Direct naar artikelinhoud

Shell schroeft de winst op, maar hoe staat het met de verduurzaming?

Shell schroeft de winst op, maar hoe staat het met de verduurzaming?
Beeld REUTERS

Shell boekte over 2018 een fors hogere winst dan in 2017. Maar hoe staat Shell ervoor op het gebied van verduurzaming? ‘Dat heeft tijd nodig, je kunt ook niet aan Messi vragen ineens te gaan tennissen.’

De olie- en gasreus profiteerde vooral van de hogere olie- en gasprijzen. Topman Ben van Beurden spreekt van een ‘zeer sterke financiële prestatie’. Onder de streep bleef 23,4 miljard dollar over, wat neerkomt op een toename met 80 procent. Dat wordt mede verklaard door een flinke boekhoudkundige last die Shell nam in 2017 vanwege aangepaste belastingregels in de Verenigde Staten. De opbrengsten kwamen uit op ruim 388 miljard dollar, tegenover dik 305 miljard dollar in het voorgaande jaar. 

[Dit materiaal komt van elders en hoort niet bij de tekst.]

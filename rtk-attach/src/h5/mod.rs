//! Three-wire UART framing.
//!
//! This module provides frame encoding/decoding and the link that tracks
//! sequence and acknowledgment numbers for one open transport.

pub mod checksum;
pub mod codec;
pub mod link;

pub use codec::{Frame, FrameCodec, FramingError, PacketType};
pub use link::{H5Link, LinkCounters};

/// Start and end delimiter of every frame.
pub const DELIMITER: u8 = 0xc0;

/// Bytes between the start delimiter and the payload.
pub const HEADER_LEN: usize = 4;

/// Largest payload a frame may carry.
pub const MAX_PAYLOAD: usize = 508;

/// Sequence and acknowledgment numbers are 3 bits wide.
pub const SEQ_MASK: u8 = 0x07;
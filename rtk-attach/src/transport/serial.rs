//! UART transport backed by `tokio-serial`.

use std::io;

use tokio_serial::{ClearBuffer, SerialPort, SerialPortBuilderExt, SerialStream};

use super::{SerialFraming, Transport, TransportSession};
use crate::error::{Error, Result};
use crate::tracing::prelude::*;

impl Transport for SerialStream {
    fn set_baud_rate(&mut self, baud_rate: u32) -> io::Result<()> {
        SerialPort::set_baud_rate(self, baud_rate).map_err(io::Error::from)
    }

    fn discard_buffers(&mut self) -> io::Result<()> {
        self.clear(ClearBuffer::All).map_err(io::Error::from)
    }
}

/// Open the UART at `path` in raw mode with the given rate and framing.
pub fn open(
    path: &str,
    baud_rate: u32,
    framing: SerialFraming,
) -> Result<TransportSession<SerialStream>> {
    let stream = tokio_serial::new(path, baud_rate)
        .data_bits(framing.data_bits)
        .parity(framing.parity)
        .stop_bits(framing.stop_bits)
        .flow_control(framing.flow_control)
        .open_native_async()
        .map_err(|e| Error::DeviceUnavailable {
            path: path.to_string(),
            source: e.into(),
        })?;

    info!(path, baud_rate, "Opened UART");
    TransportSession::new(stream, baud_rate, framing)
}
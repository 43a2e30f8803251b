use super::HEADER_LEN;

/// XOR of every byte in `data`.
pub fn xor(data: &[u8]) -> u8 {
    data.iter().fold(0, |acc, byte| acc ^ byte)
}

/// Checksum carried by a frame: the header bytes folded together with the
/// payload bytes.
pub fn frame_checksum(header: &[u8; HEADER_LEN], payload: &[u8]) -> u8 {
    xor(header) ^ xor(payload)
}
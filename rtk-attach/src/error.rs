//! Error types for the attach sequence.

use std::{io, path::PathBuf, time::Duration};

use thiserror::Error;

use crate::firmware::LoadStep;
use crate::h5::FramingError;

#[derive(Error, Debug)]
pub enum Error {
    #[error("device {path} unavailable: {source}")]
    DeviceUnavailable {
        path: String,
        #[source]
        source: io::Error,
    },

    #[error("failed to configure transport for {baud_rate} baud: {source}")]
    ConfigFailed {
        baud_rate: u32,
        #[source]
        source: io::Error,
    },

    #[error("no complete frame within {0:?}")]
    Timeout(Duration),

    #[error("write to transport failed: {0}")]
    WriteFailed(#[source] io::Error),

    #[error("read from transport failed: {0}")]
    ReadFailed(#[source] io::Error),

    #[error("transport closed")]
    Disconnected,

    #[error("malformed frame: {0}")]
    Framing(#[from] FramingError),

    #[error("sequence mismatch: expected {expected}, received {received}")]
    SequenceMismatch { expected: u8, received: u8 },

    #[error("payload too large: {len} bytes (max {max})")]
    PayloadTooLarge { len: usize, max: usize },

    #[error("no event 0x{event_code:02x} after {attempts} attempts")]
    NoResponse { event_code: u8, attempts: usize },

    #[error("event for opcode 0x{opcode:04x} failed checksum validation")]
    ChecksumMismatch { opcode: u16 },

    #[error("event for opcode 0x{opcode:04x} too short: {len} bytes")]
    MalformedEvent { opcode: u16, len: usize },

    #[error("invalid firmware: {0}")]
    InvalidFirmware(String),

    #[error("cannot read firmware {path}: {source}")]
    FirmwareUnavailable {
        path: PathBuf,
        #[source]
        source: io::Error,
    },

    #[error("invalid config blob: {len} bytes (max {max})")]
    InvalidConfig { len: usize, max: usize },

    #[error("firmware load failed during {step}: {source}")]
    FirmwareLoadFailed {
        step: LoadStep,
        #[source]
        source: Box<Error>,
    },

    #[error("baud switch to {baud_rate} failed: {source}")]
    BaudSwitchFailed {
        baud_rate: u32,
        #[source]
        source: Box<Error>,
    },
}

impl Error {
    /// Whether a caller may reissue the command that produced this error.
    ///
    /// Errors that leave the link in an unknown synchronization state are
    /// never retryable; recovery from those is a fresh attach.
    pub fn is_retryable(&self) -> bool {
        matches!(
            self,
            Error::Timeout(_)
                | Error::Framing(_)
                | Error::NoResponse { .. }
                | Error::ChecksumMismatch { .. }
        )
    }

    /// Whether the link can no longer be trusted to carry another exchange.
    pub fn desynchronizes(&self) -> bool {
        matches!(
            self,
            Error::SequenceMismatch { .. }
                | Error::Disconnected
                | Error::ReadFailed(_)
                | Error::WriteFailed(_)
        )
    }
}

pub type Result<T> = std::result::Result<T, Error>;
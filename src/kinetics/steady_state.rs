//! Analytical steady state of the chemostat.
//!
//! Setting dX/dt = 0 with X > 0 gives μ(S*) = D, hence
//!   S* = Ks·D / (μmax - D),   X* = Yxs·(Sf - S*)
//! which exists only while S* < Sf, i.e. D below the washout rate
//!   Dc = μmax·Sf / (Ks + Sf).
//! At or above Dc the only steady state is washout: X* = 0, S* = Sf.

use super::model::ModelParameters;
use crate::state::SimulationState;

/// Biomass below which a washed-out culture counts as gone (g/L)
const WASHOUT_BIOMASS_G_PER_L: f64 = 1e-3;
/// Relative tolerance for "at steady state"
const STEADY_STATE_REL_TOL: f64 = 0.01;
/// Absolute floor on the steady-state tolerance (g/L)
const STEADY_STATE_ABS_TOL_G_PER_L: f64 = 1e-3;

/// Predicted long-run concentrations for a parameter set
#[derive(Debug, Clone, Copy, PartialEq)]
pub struct SteadyState {
    pub biomass_g_per_L: f64,
    pub substrate_g_per_L: f64,
    /// True when the dilution rate is at or above the washout threshold
    pub washout: bool,
}

/// Where the current culture sits relative to its predicted steady state
#[derive(Debug, Clone, Copy, PartialEq, Eq, Default)]
pub enum CultureStatus {
    #[default]
    Transient,
    SteadyState,
    Washout,
}

/// Critical dilution rate Dc (1/h) above which cells are washed out
pub fn washout_dilution_rate(params: &ModelParameters) -> f64 {
    let sf = params.feed_substrate_g_per_L();
    params.max_growth_rate_per_h() * sf / (params.half_saturation_g_per_L() + sf)
}

/// Non-trivial steady state when it exists, washout otherwise
pub fn predict(params: &ModelParameters) -> SteadyState {
    let d = params.dilution_rate_per_h();
    let sf = params.feed_substrate_g_per_L();

    if d >= washout_dilution_rate(params) {
        return SteadyState {
            biomass_g_per_L: 0.0,
            substrate_g_per_L: sf,
            washout: true,
        };
    }

    let s_star = params.half_saturation_g_per_L() * d / (params.max_growth_rate_per_h() - d);
    SteadyState {
        biomass_g_per_L: params.yield_coefficient() * (sf - s_star),
        substrate_g_per_L: s_star,
        washout: false,
    }
}

/// Classify a state against the analytical prediction
pub fn classify(state: &SimulationState, params: &ModelParameters) -> CultureStatus {
    let target = predict(params);

    if target.washout && state.biomass_g_per_L < WASHOUT_BIOMASS_G_PER_L {
        return CultureStatus::Washout;
    }

    let near = |value: f64, expected: f64| {
        let tol = (expected.abs() * STEADY_STATE_REL_TOL).max(STEADY_STATE_ABS_TOL_G_PER_L);
        (value - expected).abs() <= tol
    };

    if near(state.biomass_g_per_L, target.biomass_g_per_L)
        && near(state.substrate_g_per_L, target.substrate_g_per_L)
    {
        CultureStatus::SteadyState
    } else {
        CultureStatus::Transient
    }
}

#[cfg(test)]
mod tests {
    use super::*;

    #[test]
    fn test_reference_steady_state() {
        let params = ModelParameters::new(0.4, 0.5, 0.5, 0.2, 30.0).unwrap();
        let ss = predict(&params);

        // S* = 0.5·0.2/0.2 = 0.5, X* = 0.5·(30 - 0.5) = 14.75
        assert!(!ss.washout);
        assert!((ss.substrate_g_per_L - 0.5).abs() < 1e-12);
        assert!((ss.biomass_g_per_L - 14.75).abs() < 1e-12);
    }

    #[test]
    fn test_washout_threshold() {
        let params = ModelParameters::new(0.4, 0.5, 0.5, 0.2, 30.0).unwrap();
        let dc = washout_dilution_rate(&params);
        assert!((dc - 0.4 * 30.0 / 30.5).abs() < 1e-12);

        let fast = ModelParameters::new(0.4, 0.5, 0.5, 0.5, 30.0).unwrap();
        let ss = predict(&fast);
        assert!(ss.washout);
        assert_eq!(ss.biomass_g_per_L, 0.0);
        assert_eq!(ss.substrate_g_per_L, 30.0);
    }

    #[test]
    fn test_growth_rate_equals_dilution_at_steady_state() {
        let params = ModelParameters::new(0.6, 0.5, 0.5, 0.35, 25.0).unwrap();
        let ss = predict(&params);
        let mu = params.growth_rate(ss.substrate_g_per_L);
        assert!((mu - 0.35).abs() < 1e-12, "μ(S*) should equal D, got {}", mu);
    }

    #[test]
    fn test_classify() {
        let params = ModelParameters::new(0.4, 0.5, 0.5, 0.2, 30.0).unwrap();
        assert_eq!(classify(&SimulationState::new(14.75, 0.5), &params), CultureStatus::SteadyState);
        assert_eq!(classify(&SimulationState::new(0.1, 20.0), &params), CultureStatus::Transient);

        let fast = ModelParameters::new(0.4, 0.5, 0.5, 0.5, 30.0).unwrap();
        assert_eq!(classify(&SimulationState::new(0.0, 30.0), &fast), CultureStatus::Washout);
    }
}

Maar hoe zit het met de vergroening van het bedrijf, de omschakeling naar andere vormen van energie? Vooralsnog investeert Shell 28 miljard euro in een Canadese pijpleiding, zelfs voor grote oliemaatschappijen een hoop geld. Als milieu-organisaties het voor het zeggen hadden, zouden oliemaatschappijen er grote windparken op zee van moeten aanleggen. Of zonneparken, elders. Als die maatschappijen het Klimaatverdrag van Parijs serieus nemen en verdere opwarming van de aarde echt willen tegengaan, moeten zij niet meer investeren in nieuwe olie- en gasprojecten, vinden milieu-organisaties. Maar dat doen de oliemaatschappijen dus wel.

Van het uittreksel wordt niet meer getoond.